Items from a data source
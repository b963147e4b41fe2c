//! Ironlog
//!
//! An MCP server for strength workout logging.

use rmcp::ServiceExt;
use tokio::io::{stdin, stdout};
use tracing_subscriber::EnvFilter;

use ironlog::build_info;
use ironlog::config::AppConfig;
use ironlog::db::{self, Database};
use ironlog::mcp::IronlogService;

#[tokio::main]
async fn main() -> Result<(), Box<dyn std::error::Error>> {
    // Initialize logging (output to stderr to not interfere with MCP stdio)
    tracing_subscriber::fmt()
        .with_env_filter(EnvFilter::from_default_env().add_directive("ironlog=info".parse()?))
        .with_writer(std::io::stderr)
        .init();

    let config = AppConfig::from_env();
    let db_path = config.database_path.clone();

    // Print startup banner to stderr
    build_info::print_startup_banner(&config);
    eprintln!("Starting MCP server on stdio...");

    // Ensure data directory exists
    if let Some(parent) = db_path.parent() {
        std::fs::create_dir_all(parent)?;
    }

    eprintln!("Initializing database...");
    let database = Database::new(&db_path)?;

    database.with_conn(|conn| {
        if db::migrations::needs_migration(conn)? {
            let from_version = db::migrations::get_schema_version(conn)?;
            tracing::info!(from_version, "Database schema is behind, migrating");
            db::migrations::run_migrations(conn)?;
        }
        let version = db::migrations::get_schema_version(conn)?;
        eprintln!("Database schema version: {}", version);
        Ok(())
    })?;

    let service = IronlogService::new(db_path, database, config.energy);

    // Create stdio transport
    let transport = (stdin(), stdout());

    // Start the MCP server
    let server = service.serve(transport).await?;

    // Wait for the server to complete
    server.waiting().await?;

    Ok(())
}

## [THE TASK]
Write out exactly those lines running from the line with "let server = service.serve(transport).await?;" to the end of the data above, the first and last included.

## [RESULT OF THIS TASK]
    let server = service.serve(transport).await?;

    // Wait for the server to complete
    server.waiting().await?;

    Ok(())
}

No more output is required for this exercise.